■ **Your task**
Please restate each entry that follows word for word.

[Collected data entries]
+++

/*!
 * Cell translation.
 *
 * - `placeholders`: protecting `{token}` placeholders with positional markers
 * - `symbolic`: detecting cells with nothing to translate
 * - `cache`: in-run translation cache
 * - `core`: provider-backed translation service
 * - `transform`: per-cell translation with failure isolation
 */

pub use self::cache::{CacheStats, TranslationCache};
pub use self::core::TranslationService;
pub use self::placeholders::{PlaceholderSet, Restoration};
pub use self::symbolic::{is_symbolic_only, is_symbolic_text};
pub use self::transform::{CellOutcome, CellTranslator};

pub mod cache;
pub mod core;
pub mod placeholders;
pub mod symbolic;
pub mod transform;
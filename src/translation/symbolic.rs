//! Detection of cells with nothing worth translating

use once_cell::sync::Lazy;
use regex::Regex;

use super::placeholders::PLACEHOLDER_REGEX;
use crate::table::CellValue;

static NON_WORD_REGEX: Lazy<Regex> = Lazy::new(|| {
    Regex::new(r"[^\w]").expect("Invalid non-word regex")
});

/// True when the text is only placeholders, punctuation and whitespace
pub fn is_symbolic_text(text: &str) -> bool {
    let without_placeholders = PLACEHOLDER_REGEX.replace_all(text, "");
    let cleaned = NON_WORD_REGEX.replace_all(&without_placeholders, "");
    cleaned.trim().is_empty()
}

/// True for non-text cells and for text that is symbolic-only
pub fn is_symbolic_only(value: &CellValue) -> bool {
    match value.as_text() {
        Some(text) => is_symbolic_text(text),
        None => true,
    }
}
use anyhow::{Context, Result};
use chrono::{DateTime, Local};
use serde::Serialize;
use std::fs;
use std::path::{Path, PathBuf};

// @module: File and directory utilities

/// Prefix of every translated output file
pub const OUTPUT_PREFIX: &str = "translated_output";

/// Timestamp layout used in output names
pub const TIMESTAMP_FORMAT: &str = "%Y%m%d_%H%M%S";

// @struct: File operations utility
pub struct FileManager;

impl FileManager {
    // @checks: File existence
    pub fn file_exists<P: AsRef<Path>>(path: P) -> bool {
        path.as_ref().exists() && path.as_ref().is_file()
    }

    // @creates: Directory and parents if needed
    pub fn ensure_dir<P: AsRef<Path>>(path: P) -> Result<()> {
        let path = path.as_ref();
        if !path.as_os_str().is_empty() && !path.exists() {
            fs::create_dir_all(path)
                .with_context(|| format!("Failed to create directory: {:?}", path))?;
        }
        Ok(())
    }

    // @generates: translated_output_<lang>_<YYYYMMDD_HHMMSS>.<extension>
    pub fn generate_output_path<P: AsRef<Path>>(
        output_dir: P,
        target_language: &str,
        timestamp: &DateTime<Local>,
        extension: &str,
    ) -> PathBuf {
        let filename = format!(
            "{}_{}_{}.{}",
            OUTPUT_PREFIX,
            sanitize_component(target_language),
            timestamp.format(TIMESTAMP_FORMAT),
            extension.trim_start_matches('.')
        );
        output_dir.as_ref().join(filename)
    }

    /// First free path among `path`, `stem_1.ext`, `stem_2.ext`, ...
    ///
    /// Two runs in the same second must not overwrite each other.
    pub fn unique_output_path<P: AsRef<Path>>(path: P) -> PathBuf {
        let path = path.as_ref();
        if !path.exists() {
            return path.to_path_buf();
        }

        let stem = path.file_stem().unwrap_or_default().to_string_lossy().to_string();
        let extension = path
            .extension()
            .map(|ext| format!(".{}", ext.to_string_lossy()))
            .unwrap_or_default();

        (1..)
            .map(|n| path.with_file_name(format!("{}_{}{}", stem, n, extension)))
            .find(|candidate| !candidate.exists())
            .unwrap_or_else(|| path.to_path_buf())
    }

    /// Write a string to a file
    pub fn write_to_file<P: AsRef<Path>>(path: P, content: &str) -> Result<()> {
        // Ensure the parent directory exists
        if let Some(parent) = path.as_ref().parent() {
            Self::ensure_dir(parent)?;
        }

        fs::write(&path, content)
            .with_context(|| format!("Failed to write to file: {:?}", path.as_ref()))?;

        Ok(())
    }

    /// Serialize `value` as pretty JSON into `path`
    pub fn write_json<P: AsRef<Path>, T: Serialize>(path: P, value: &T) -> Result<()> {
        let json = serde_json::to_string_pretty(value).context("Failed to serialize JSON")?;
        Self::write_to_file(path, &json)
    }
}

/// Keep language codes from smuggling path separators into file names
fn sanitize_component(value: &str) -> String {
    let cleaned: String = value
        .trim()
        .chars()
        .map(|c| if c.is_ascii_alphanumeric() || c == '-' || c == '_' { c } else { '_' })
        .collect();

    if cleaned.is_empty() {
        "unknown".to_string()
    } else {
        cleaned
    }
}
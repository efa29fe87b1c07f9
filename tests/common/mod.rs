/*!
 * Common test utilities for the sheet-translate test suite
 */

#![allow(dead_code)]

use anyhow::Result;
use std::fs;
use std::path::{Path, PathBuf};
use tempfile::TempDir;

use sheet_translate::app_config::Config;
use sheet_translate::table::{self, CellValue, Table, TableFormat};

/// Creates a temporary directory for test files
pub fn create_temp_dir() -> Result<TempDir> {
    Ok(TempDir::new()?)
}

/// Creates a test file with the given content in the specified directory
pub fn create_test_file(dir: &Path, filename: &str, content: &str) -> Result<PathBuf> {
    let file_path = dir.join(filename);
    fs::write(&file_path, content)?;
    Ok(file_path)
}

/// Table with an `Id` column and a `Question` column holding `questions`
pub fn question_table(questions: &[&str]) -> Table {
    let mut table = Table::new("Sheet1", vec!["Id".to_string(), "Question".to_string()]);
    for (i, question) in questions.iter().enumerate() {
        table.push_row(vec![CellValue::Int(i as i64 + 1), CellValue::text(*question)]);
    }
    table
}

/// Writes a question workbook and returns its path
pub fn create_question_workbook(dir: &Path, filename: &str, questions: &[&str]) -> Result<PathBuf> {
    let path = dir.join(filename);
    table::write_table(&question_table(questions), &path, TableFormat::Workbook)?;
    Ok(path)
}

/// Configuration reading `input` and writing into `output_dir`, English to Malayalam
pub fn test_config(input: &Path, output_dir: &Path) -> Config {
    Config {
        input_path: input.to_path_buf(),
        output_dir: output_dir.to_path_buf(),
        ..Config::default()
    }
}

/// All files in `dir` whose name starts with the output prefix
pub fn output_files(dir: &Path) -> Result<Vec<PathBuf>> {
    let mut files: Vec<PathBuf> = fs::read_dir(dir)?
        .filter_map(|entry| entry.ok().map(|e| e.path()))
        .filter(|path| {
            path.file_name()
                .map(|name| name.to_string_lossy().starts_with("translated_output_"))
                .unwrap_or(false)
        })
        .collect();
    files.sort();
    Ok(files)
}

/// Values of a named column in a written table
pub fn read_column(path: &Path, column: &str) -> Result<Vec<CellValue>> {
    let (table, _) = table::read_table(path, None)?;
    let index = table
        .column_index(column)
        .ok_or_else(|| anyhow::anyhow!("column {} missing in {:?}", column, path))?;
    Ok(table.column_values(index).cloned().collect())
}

+++

■ **Reply**
/*!
 * Cell translation.
 *
 * - `placeholders`: protecting `{token}` placeholders with positional markers
 * - `symbolic`: detecting cells with nothing to translate
 * - `cache`: in-run translation cache
 * - `core`: provider-backed translation service
 * - `transform`: per-cell translation with failure isolation
 */

pub use self::cache::{CacheStats, TranslationCache};
pub use self::core::TranslationService;
pub use self::placeholders::{PlaceholderSet, Restoration};
pub use self::symbolic::{is_symbolic_only, is_symbolic_text};
pub use self::transform::{CellOutcome, CellTranslator};

pub mod cache;
pub mod core;
pub mod placeholders;
pub mod symbolic;
pub mod transform;
filename src/translation/symbolic.rs
//! Detection of cells with nothing worth translating

use once_cell::sync::Lazy;
use regex::Regex;

use super::placeholders::PLACEHOLDER_REGEX;
use crate::table::CellValue;

static NON_WORD_REGEX: Lazy<Regex> = Lazy::new(|| {
    Regex::new(r"[^\w]").expect("Invalid non-word regex")
});

/// True when the text is only placeholders, punctuation and whitespace
pub fn is_symbolic_text(text: &str) -> bool {
    let without_placeholders = PLACEHOLDER_REGEX.replace_all(text, "");
    let cleaned = NON_WORD_REGEX.replace_all(&without_placeholders, "");
    cleaned.trim().is_empty()
}

/// True for non-text cells and for text that is symbolic-only
pub fn is_symbolic_only(value: &CellValue) -> bool {
    match value.as_text() {
        Some(text) => is_symbolic_text(text),
        None => true,
    }
}
use anyhow::{Context, Result};
use chrono::{DateTime, Local};
use serde::Serialize;
use std::fs;
use std::path::{Path, PathBuf};

// @module: File and directory utilities

/// Prefix of every translated output file
pub const OUTPUT_PREFIX: &str = "translated_output";

/// Timestamp layout used in output names
pub const TIMESTAMP_FORMAT: &str = "%Y%m%d_%H%M%S";

// @struct: File operations utility
pub struct FileManager;

impl FileManager {
    // @checks: File existence
    pub fn file_exists<P: AsRef<Path>>(path: P) -> bool {
        path.as_ref().exists() && path.as_ref().is_file()
    }

    // @creates: Directory and parents if needed
    pub fn ensure_dir<P: AsRef<Path>>(path: P) -> Result<()> {
        let path = path.as_ref();
        if !path.as_os_str().is_empty() && !path.exists() {
            fs::create_dir_all(path)
                .with_context(|| format!("Failed to create directory: {:?}", path))?;
        }
        Ok(())
    }

    // @generates: translated_output_<lang>_<YYYYMMDD_HHMMSS>.<extension>
    pub fn generate_output_path<P: AsRef<Path>>(
        output_dir: P,
        target_language: &str,
        timestamp: &DateTime<Local>,
        extension: &str,
    ) -> PathBuf {
        let filename = format!(
            "{}_{}_{}.{}",
            OUTPUT_PREFIX,
            sanitize_component(target_language),
            timestamp.format(TIMESTAMP_FORMAT),
            extension.trim_start_matches('.')
        );
        output_dir.as_ref().join(filename)
    }

    /// First free path among `path`, `stem_1.ext`, `stem_2.ext`, ...
    ///
    /// Two runs in the same second must not overwrite each other.
    pub fn unique_output_path<P: AsRef<Path>>(path: P) -> PathBuf {
        let path = path.as_ref();
        if !path.exists() {
            return path.to_path_buf();
        }

        let stem = path.file_stem().unwrap_or_default().to_string_lossy().to_string();
        let extension = path
            .extension()
            .map(|ext| format!(".{}", ext.to_string_lossy()))
            .unwrap_or_default();

        (1..)
            .map(|n| path.with_file_name(format!("{}_{}{}", stem, n, extension)))
            .find(|candidate| !candidate.exists())
            .unwrap_or_else(|| path.to_path_buf())
    }

    /// Write a string to a file
    pub fn write_to_file<P: AsRef<Path>>(path: P, content: &str) -> Result<()> {
        // Ensure the parent directory exists
        if let Some(parent) = path.as_ref().parent() {
            Self::ensure_dir(parent)?;
        }

        fs::write(&path, content)
            .with_context(|| format!("Failed to write to file: {:?}", path.as_ref()))?;

        Ok(())
    }

    /// Serialize `value` as pretty JSON into `path`
    pub fn write_json<P: AsRef<Path>, T: Serialize>(path: P, value: &T) -> Result<()> {
        let json = serde_json::to_string_pretty(value).context("Failed to serialize JSON")?;
        Self::write_to_file(path, &json)
    }
}

/// Keep language codes from smuggling path separators into file names
fn sanitize_component(value: &str) -> String {
    let cleaned: String = value
        .trim()
        .chars()
        .map(|c| if c.is_ascii_alphanumeric() || c == '-' || c == '_' { c } else { '_' })
        .collect();

    if cleaned.is_empty() {
        "unknown".to_string()
    } else {
        cleaned
    }
}
repository efa29fe87b1c07f9
filename tests/common/mod.rs
/*!
 * Common test utilities for the sheet-translate test suite
 */

#![allow(dead_code)]

use anyhow::Result;
use std::fs;
use std::path::{Path, PathBuf};
use tempfile::TempDir;

use sheet_translate::app_config::Config;
use sheet_translate::table::{self, CellValue, Table, TableFormat};

/// Creates a temporary directory for test files
pub fn create_temp_dir() -> Result<TempDir> {
    Ok(TempDir::new()?)
}

/// Creates a test file with the given content in the specified directory
pub fn create_test_file(dir: &Path, filename: &str, content: &str) -> Result<PathBuf> {
    let file_path = dir.join(filename);
    fs::write(&file_path, content)?;
    Ok(file_path)
}

/// Table with an `Id` column and a `Question` column holding `questions`
pub fn question_table(questions: &[&str]) -> Table {
    let mut table = Table::new("Sheet1", vec!["Id".to_string(), "Question".to_string()]);
    for (i, question) in questions.iter().enumerate() {
        table.push_row(vec![CellValue::Int(i as i64 + 1), CellValue::text(*question)]);
    }
    table
}

/// Writes a question workbook and returns its path
pub fn create_question_workbook(dir: &Path, filename: &str, questions: &[&str]) -> Result<PathBuf> {
    let path = dir.join(filename);
    table::write_table(&question_table(questions), &path, TableFormat::Workbook)?;
    Ok(path)
}

/// Configuration reading `input` and writing into `output_dir`, English to Malayalam
pub fn test_config(input: &Path, output_dir: &Path) -> Config {
    Config {
        input_path: input.to_path_buf(),
        output_dir: output_dir.to_path_buf(),
        ..Config::default()
    }
}

/// All files in `dir` whose name starts with the output prefix
pub fn output_files(dir: &Path) -> Result<Vec<PathBuf>> {
    let mut files: Vec<PathBuf> = fs::read_dir(dir)?
        .filter_map(|entry| entry.ok().map(|e| e.path()))
        .filter(|path| {
            path.file_name()
                .map(|name| name.to_string_lossy().starts_with("translated_output_"))
                .unwrap_or(false)
        })
        .collect();
    files.sort();
    Ok(files)
}

/// Values of a named column in a written table
pub fn read_column(path: &Path, column: &str) -> Result<Vec<CellValue>> {
    let (table, _) = table::read_table(path, None)?;
    let index = table
        .column_index(column)
        .ok_or_else(|| anyhow::anyhow!("column {} missing in {:?}", column, path))?;
    Ok(table.column_values(index).cloned().collect())
}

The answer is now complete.